Oleh: M. Aris Munandar, SH.
(Mahasiswa Program Magister Ilmu Hukum Pascasarjana Universitas Hasanuddin, dan Penulis Buku)
MANIFESTASI negara kesejahteraan (welfare state) adalah ketika keadilan, kemakmuran dan kesejahteraan warga negaranya dijamin oleh konstitusi sebagai hukum tertinggi di dalam suatu negara.
Hal ini bersesuaian dengan tujuan negara Indonesia yang termaktub dalam pembukaan Undang-Undang Dasar Negara Republik Indonesia Tahun 1945 (UUD NRI 1945) yang berbunyi “untuk melindungi segenap bangsa Indonesia dan seluruh tumpah darah Indonesia dan untuk memajukan kesejahteraan umum, mencerdaskan kehidupan bangsa, dan ikut melaksanakan ketertiban dunia…keadilan sosial bagi seluruh rakyat Indonesia”.

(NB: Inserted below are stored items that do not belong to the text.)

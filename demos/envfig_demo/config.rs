use confique::Config;
use envfig::{EnvConfig, FieldMut};
use serde::Serialize;

/// Settings for the demo tool.
#[derive(Config, Serialize, Debug)]
pub struct DemoConfig {
    /// Flits per gazeebop.
    #[config(env = "FPG", default = 0)]
    pub flits_per_gazeebop: i32,

    /// Conversion rate applied to every gazeebop.
    #[config(env = "CONVERSION_RATE", default = 2.5)]
    pub conversion_rate: f32,

    /// Whether the gazeebops are rundable.
    #[config(env = "RUNDABLE", default = false)]
    pub is_rundable: bool,

    /// Access key for the gazeebop service.
    #[config(env = "ACCESS_KEY")]
    pub access_key: String,

    /// Last four digits of the operator's SSN.
    #[config(env = "LAST4_SSN")]
    pub last4_ssn: String,

    /// Not bound to any variable, so never listed or edited.
    #[config(default = "local")]
    pub not_an_env: String,
}

impl EnvConfig for DemoConfig {
    const SECRETS: &'static [(&'static str, &'static str)] =
        &[("access_key", "hide"), ("last4_ssn", "mask")];

    fn field_mut(&mut self, field: &str) -> Option<FieldMut<'_>> {
        Some(match field {
            "flits_per_gazeebop" => (&mut self.flits_per_gazeebop).into(),
            "conversion_rate" => (&mut self.conversion_rate).into(),
            "is_rundable" => (&mut self.is_rundable).into(),
            "access_key" => (&mut self.access_key).into(),
            "last4_ssn" => (&mut self.last4_ssn).into(),
            _ => return None,
        })
    }
}
//! Custom serde Serializer that records the top-level fields of a struct
//! together with the kind each field declares.
//!
//! `Serialize` impls call `serialize_u16` for a `u16` field no matter what
//! value it holds, so the method serde picks is the field's declared kind.
//! Compound field values (options, sequences, maps, nested structs) are
//! reported as [`ValueKind::Unsupported`] and never descended into, except
//! that `Some(x)` still records the text of `x` so it can be persisted.

use std::fmt;

use serde::ser::{self, Impossible, Serialize};
use thiserror::Error;

use crate::types::{FieldValue, ValueKind};

/// A field's declared kind plus its current value.
#[derive(Debug, Clone, PartialEq)]
pub struct Captured {
    pub kind: ValueKind,
    pub value: FieldValue,
}

impl Captured {
    fn new(kind: ValueKind, value: FieldValue) -> Self {
        Self { kind, value }
    }

    fn opaque(label: &'static str) -> Self {
        Self::new(ValueKind::Unsupported(label), FieldValue::Opaque)
    }
}

/// Capture the serialized top-level fields of `source`, in declaration order.
///
/// `source` must serialize as a struct, either directly or through one level
/// of newtype / `Some` wrapping. Fields skipped by serde are not reported.
pub fn capture<S: Serialize + ?Sized>(
    source: &S,
) -> Result<Vec<(&'static str, Captured)>, CaptureError> {
    source.serialize(RecordSerializer { unwrapped: false })
}

#[derive(Debug, Error)]
pub enum CaptureError {
    #[error("unsupported shape: {0}")]
    UnsupportedShape(&'static str),

    #[error("capture error: {0}")]
    Custom(String),
}

impl ser::Error for CaptureError {
    fn custom<T: fmt::Display>(msg: T) -> Self {
        CaptureError::Custom(msg.to_string())
    }
}

// ---------------------------------------------------------------------------
// Record level: only structs are accepted
// ---------------------------------------------------------------------------

type Fields = Vec<(&'static str, Captured)>;

struct RecordSerializer {
    unwrapped: bool,
}

impl RecordSerializer {
    fn reject(shape: &'static str) -> Result<Fields, CaptureError> {
        Err(CaptureError::UnsupportedShape(shape))
    }
}

impl ser::Serializer for RecordSerializer {
    type Ok = Fields;
    type Error = CaptureError;
    type SerializeSeq = Impossible<Fields, CaptureError>;
    type SerializeTuple = Impossible<Fields, CaptureError>;
    type SerializeTupleStruct = Impossible<Fields, CaptureError>;
    type SerializeTupleVariant = Impossible<Fields, CaptureError>;
    type SerializeMap = Impossible<Fields, CaptureError>;
    type SerializeStruct = RecordFields;
    type SerializeStructVariant = Impossible<Fields, CaptureError>;

    fn serialize_bool(self, _v: bool) -> Result<Fields, CaptureError> {
        Self::reject("bool")
    }

    fn serialize_i8(self, _v: i8) -> Result<Fields, CaptureError> {
        Self::reject("integer")
    }

    fn serialize_i16(self, _v: i16) -> Result<Fields, CaptureError> {
        Self::reject("integer")
    }

    fn serialize_i32(self, _v: i32) -> Result<Fields, CaptureError> {
        Self::reject("integer")
    }

    fn serialize_i64(self, _v: i64) -> Result<Fields, CaptureError> {
        Self::reject("integer")
    }

    fn serialize_u8(self, _v: u8) -> Result<Fields, CaptureError> {
        Self::reject("integer")
    }

    fn serialize_u16(self, _v: u16) -> Result<Fields, CaptureError> {
        Self::reject("integer")
    }

    fn serialize_u32(self, _v: u32) -> Result<Fields, CaptureError> {
        Self::reject("integer")
    }

    fn serialize_u64(self, _v: u64) -> Result<Fields, CaptureError> {
        Self::reject("integer")
    }

    fn serialize_f32(self, _v: f32) -> Result<Fields, CaptureError> {
        Self::reject("float")
    }

    fn serialize_f64(self, _v: f64) -> Result<Fields, CaptureError> {
        Self::reject("float")
    }

    fn serialize_char(self, _v: char) -> Result<Fields, CaptureError> {
        Self::reject("char")
    }

    fn serialize_str(self, _v: &str) -> Result<Fields, CaptureError> {
        Self::reject("string")
    }

    fn serialize_bytes(self, _v: &[u8]) -> Result<Fields, CaptureError> {
        Self::reject("bytes")
    }

    fn serialize_none(self) -> Result<Fields, CaptureError> {
        Self::reject("none")
    }

    fn serialize_some<T: Serialize + ?Sized>(self, value: &T) -> Result<Fields, CaptureError> {
        if self.unwrapped {
            return Self::reject("nested option");
        }
        value.serialize(RecordSerializer { unwrapped: true })
    }

    fn serialize_unit(self) -> Result<Fields, CaptureError> {
        Self::reject("unit")
    }

    fn serialize_unit_struct(self, _name: &'static str) -> Result<Fields, CaptureError> {
        Self::reject("unit struct")
    }

    fn serialize_unit_variant(
        self,
        _name: &'static str,
        _variant_index: u32,
        _variant: &'static str,
    ) -> Result<Fields, CaptureError> {
        Self::reject("enum")
    }

    fn serialize_newtype_struct<T: Serialize + ?Sized>(
        self,
        _name: &'static str,
        value: &T,
    ) -> Result<Fields, CaptureError> {
        if self.unwrapped {
            return Self::reject("nested newtype");
        }
        value.serialize(RecordSerializer { unwrapped: true })
    }

    fn serialize_newtype_variant<T: Serialize + ?Sized>(
        self,
        _name: &'static str,
        _variant_index: u32,
        _variant: &'static str,
        _value: &T,
    ) -> Result<Fields, CaptureError> {
        Self::reject("enum")
    }

    fn serialize_seq(self, _len: Option<usize>) -> Result<Self::SerializeSeq, CaptureError> {
        Err(CaptureError::UnsupportedShape("sequence"))
    }

    fn serialize_tuple(self, _len: usize) -> Result<Self::SerializeTuple, CaptureError> {
        Err(CaptureError::UnsupportedShape("tuple"))
    }

    fn serialize_tuple_struct(
        self,
        _name: &'static str,
        _len: usize,
    ) -> Result<Self::SerializeTupleStruct, CaptureError> {
        Err(CaptureError::UnsupportedShape("tuple struct"))
    }

    fn serialize_tuple_variant(
        self,
        _name: &'static str,
        _variant_index: u32,
        _variant: &'static str,
        _len: usize,
    ) -> Result<Self::SerializeTupleVariant, CaptureError> {
        Err(CaptureError::UnsupportedShape("enum"))
    }

    fn serialize_map(self, _len: Option<usize>) -> Result<Self::SerializeMap, CaptureError> {
        Err(CaptureError::UnsupportedShape("map"))
    }

    fn serialize_struct(
        self,
        _name: &'static str,
        len: usize,
    ) -> Result<Self::SerializeStruct, CaptureError> {
        Ok(RecordFields {
            fields: Vec::with_capacity(len),
        })
    }

    fn serialize_struct_variant(
        self,
        _name: &'static str,
        _variant_index: u32,
        _variant: &'static str,
        _len: usize,
    ) -> Result<Self::SerializeStructVariant, CaptureError> {
        Err(CaptureError::UnsupportedShape("enum"))
    }
}

struct RecordFields {
    fields: Fields,
}

impl ser::SerializeStruct for RecordFields {
    type Ok = Fields;
    type Error = CaptureError;

    fn serialize_field<T: Serialize + ?Sized>(
        &mut self,
        key: &'static str,
        value: &T,
    ) -> Result<(), CaptureError> {
        let captured = value.serialize(ValueSerializer)?;
        self.fields.push((key, captured));
        Ok(())
    }

    fn end(self) -> Result<Fields, CaptureError> {
        Ok(self.fields)
    }
}

// ---------------------------------------------------------------------------
// Field level: one Captured per field
// ---------------------------------------------------------------------------

struct ValueSerializer;

impl ser::Serializer for ValueSerializer {
    type Ok = Captured;
    type Error = CaptureError;
    type SerializeSeq = OpaqueSink;
    type SerializeTuple = OpaqueSink;
    type SerializeTupleStruct = OpaqueSink;
    type SerializeTupleVariant = OpaqueSink;
    type SerializeMap = OpaqueSink;
    type SerializeStruct = OpaqueSink;
    type SerializeStructVariant = OpaqueSink;

    fn serialize_bool(self, v: bool) -> Result<Captured, CaptureError> {
        Ok(Captured::new(ValueKind::Bool, FieldValue::Bool(v)))
    }

    fn serialize_i8(self, v: i8) -> Result<Captured, CaptureError> {
        Ok(Captured::new(ValueKind::I8, FieldValue::Int(v.into())))
    }

    fn serialize_i16(self, v: i16) -> Result<Captured, CaptureError> {
        Ok(Captured::new(ValueKind::I16, FieldValue::Int(v.into())))
    }

    fn serialize_i32(self, v: i32) -> Result<Captured, CaptureError> {
        Ok(Captured::new(ValueKind::I32, FieldValue::Int(v.into())))
    }

    fn serialize_i64(self, v: i64) -> Result<Captured, CaptureError> {
        Ok(Captured::new(ValueKind::I64, FieldValue::Int(v)))
    }

    fn serialize_i128(self, _v: i128) -> Result<Captured, CaptureError> {
        Ok(Captured::opaque("i128"))
    }

    fn serialize_u8(self, v: u8) -> Result<Captured, CaptureError> {
        Ok(Captured::new(ValueKind::U8, FieldValue::Uint(v.into())))
    }

    fn serialize_u16(self, v: u16) -> Result<Captured, CaptureError> {
        Ok(Captured::new(ValueKind::U16, FieldValue::Uint(v.into())))
    }

    fn serialize_u32(self, v: u32) -> Result<Captured, CaptureError> {
        Ok(Captured::new(ValueKind::U32, FieldValue::Uint(v.into())))
    }

    fn serialize_u64(self, v: u64) -> Result<Captured, CaptureError> {
        Ok(Captured::new(ValueKind::U64, FieldValue::Uint(v)))
    }

    fn serialize_u128(self, _v: u128) -> Result<Captured, CaptureError> {
        Ok(Captured::opaque("u128"))
    }

    fn serialize_f32(self, v: f32) -> Result<Captured, CaptureError> {
        Ok(Captured::new(ValueKind::F32, FieldValue::F32(v)))
    }

    fn serialize_f64(self, v: f64) -> Result<Captured, CaptureError> {
        Ok(Captured::new(ValueKind::F64, FieldValue::F64(v)))
    }

    fn serialize_char(self, v: char) -> Result<Captured, CaptureError> {
        Ok(Captured::new(
            ValueKind::Unsupported("char"),
            FieldValue::Str(v.to_string()),
        ))
    }

    fn serialize_str(self, v: &str) -> Result<Captured, CaptureError> {
        Ok(Captured::new(ValueKind::String, FieldValue::Str(v.to_string())))
    }

    fn serialize_bytes(self, _v: &[u8]) -> Result<Captured, CaptureError> {
        Ok(Captured::opaque("bytes"))
    }

    fn serialize_none(self) -> Result<Captured, CaptureError> {
        Ok(Captured::new(ValueKind::Unsupported("option"), FieldValue::Absent))
    }

    fn serialize_some<T: Serialize + ?Sized>(self, value: &T) -> Result<Captured, CaptureError> {
        let inner = value.serialize(ValueSerializer)?;
        Ok(Captured::new(ValueKind::Unsupported("option"), inner.value))
    }

    fn serialize_unit(self) -> Result<Captured, CaptureError> {
        Ok(Captured::opaque("unit"))
    }

    fn serialize_unit_struct(self, _name: &'static str) -> Result<Captured, CaptureError> {
        Ok(Captured::opaque("unit struct"))
    }

    fn serialize_unit_variant(
        self,
        _name: &'static str,
        _variant_index: u32,
        variant: &'static str,
    ) -> Result<Captured, CaptureError> {
        Ok(Captured::new(
            ValueKind::Unsupported("enum"),
            FieldValue::Str(variant.to_string()),
        ))
    }

    fn serialize_newtype_struct<T: Serialize + ?Sized>(
        self,
        _name: &'static str,
        value: &T,
    ) -> Result<Captured, CaptureError> {
        value.serialize(self)
    }

    fn serialize_newtype_variant<T: Serialize + ?Sized>(
        self,
        _name: &'static str,
        _variant_index: u32,
        _variant: &'static str,
        _value: &T,
    ) -> Result<Captured, CaptureError> {
        Ok(Captured::opaque("enum"))
    }

    fn serialize_seq(self, _len: Option<usize>) -> Result<OpaqueSink, CaptureError> {
        Ok(OpaqueSink("sequence"))
    }

    fn serialize_tuple(self, _len: usize) -> Result<OpaqueSink, CaptureError> {
        Ok(OpaqueSink("tuple"))
    }

    fn serialize_tuple_struct(
        self,
        _name: &'static str,
        _len: usize,
    ) -> Result<OpaqueSink, CaptureError> {
        Ok(OpaqueSink("tuple struct"))
    }

    fn serialize_tuple_variant(
        self,
        _name: &'static str,
        _variant_index: u32,
        _variant: &'static str,
        _len: usize,
    ) -> Result<OpaqueSink, CaptureError> {
        Ok(OpaqueSink("enum"))
    }

    fn serialize_map(self, _len: Option<usize>) -> Result<OpaqueSink, CaptureError> {
        Ok(OpaqueSink("map"))
    }

    fn serialize_struct(
        self,
        _name: &'static str,
        _len: usize,
    ) -> Result<OpaqueSink, CaptureError> {
        Ok(OpaqueSink("struct"))
    }

    fn serialize_struct_variant(
        self,
        _name: &'static str,
        _variant_index: u32,
        _variant: &'static str,
        _len: usize,
    ) -> Result<OpaqueSink, CaptureError> {
        Ok(OpaqueSink("enum"))
    }
}

/// Swallows the contents of a compound value and reports it as unsupported.
struct OpaqueSink(&'static str);

impl OpaqueSink {
    fn finish(self) -> Result<Captured, CaptureError> {
        Ok(Captured::opaque(self.0))
    }
}

impl ser::SerializeSeq for OpaqueSink {
    type Ok = Captured;
    type Error = CaptureError;

    fn serialize_element<T: Serialize + ?Sized>(&mut self, _value: &T) -> Result<(), CaptureError> {
        Ok(())
    }

    fn end(self) -> Result<Captured, CaptureError> {
        self.finish()
    }
}

impl ser::SerializeTuple for OpaqueSink {
    type Ok = Captured;
    type Error = CaptureError;

    fn serialize_element<T: Serialize + ?Sized>(&mut self, _value: &T) -> Result<(), CaptureError> {
        Ok(())
    }

    fn end(self) -> Result<Captured, CaptureError> {
        self.finish()
    }
}

impl ser::SerializeTupleStruct for OpaqueSink {
    type Ok = Captured;
    type Error = CaptureError;

    fn serialize_field<T: Serialize + ?Sized>(&mut self, _value: &T) -> Result<(), CaptureError> {
        Ok(())
    }

    fn end(self) -> Result<Captured, CaptureError> {
        self.finish()
    }
}

impl ser::SerializeTupleVariant for OpaqueSink {
    type Ok = Captured;
    type Error = CaptureError;

    fn serialize_field<T: Serialize + ?Sized>(&mut self, _value: &T) -> Result<(), CaptureError> {
        Ok(())
    }

    fn end(self) -> Result<Captured, CaptureError> {
        self.finish()
    }
}

impl ser::SerializeMap for OpaqueSink {
    type Ok = Captured;
    type Error = CaptureError;

    fn serialize_key<T: Serialize + ?Sized>(&mut self, _key: &T) -> Result<(), CaptureError> {
        Ok(())
    }

    fn serialize_value<T: Serialize + ?Sized>(&mut self, _value: &T) -> Result<(), CaptureError> {
        Ok(())
    }

    fn end(self) -> Result<Captured, CaptureError> {
        self.finish()
    }
}

impl ser::SerializeStruct for OpaqueSink {
    type Ok = Captured;
    type Error = CaptureError;

    fn serialize_field<T: Serialize + ?Sized>(
        &mut self,
        _key: &'static str,
        _value: &T,
    ) -> Result<(), CaptureError> {
        Ok(())
    }

    fn end(self) -> Result<Captured, CaptureError> {
        self.finish()
    }
}

impl ser::SerializeStructVariant for OpaqueSink {
    type Ok = Captured;
    type Error = CaptureError;

    fn serialize_field<T: Serialize + ?Sized>(
        &mut self,
        _key: &'static str,
        _value: &T,
    ) -> Result<(), CaptureError> {
        Ok(())
    }

    fn end(self) -> Result<Captured, CaptureError> {
        self.finish()
    }
}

Sebuah narasi yang sangat menggugah nasionalisme dalam kehidupan berbangsa dan bernegara. Namun, sebagus dan seelit apapun tujuan negara, jika dalam penerapannya tidak merefleksikan hal tersebut maka negara itu dapat dikatakan gagal dalam menerapkan nilai-nilai nasionalisme, bahkan lebih daripada itu telah menghianati para pahlawan bangsa.
Berkaitan dengan hal tersebut, baik keadilan, kemakmuran maupun kesejahteraan merupakan satu kesatuan yang tidak terpisahkan dari beberapa aspek kehidupan sosial yaitu ekonomi, politik, sosial, budaya, kesehatan dan keamanan.
Fokus pada aspek kesehatan, negara Indonesia memiliki tanggung jawab moral dan konstituonal dalam menjamin hak atas kesehatan para warga negaranya, sebagaimana yang termaktub dalam Pasal 28H ayat (1) UUD NRI 1945 bahwa “Setiap orang berhak hidup sejahtera lahir dan batin, bertempat tinggal, dan mendapatkan lingkungan hidup yang baik dan sehat serta berhak memperoleh pelayanan kesehatan”.
Kemudian dipertegas dalam Pasal 9 ayat (3) Undang-Undang Nomor 39 Tahun 1999 tentang Hak Asasi Manusia (UU HAM) yang berbunyi “Setiap orang berhak atas lingkungan hidup yang baik dan sehat”.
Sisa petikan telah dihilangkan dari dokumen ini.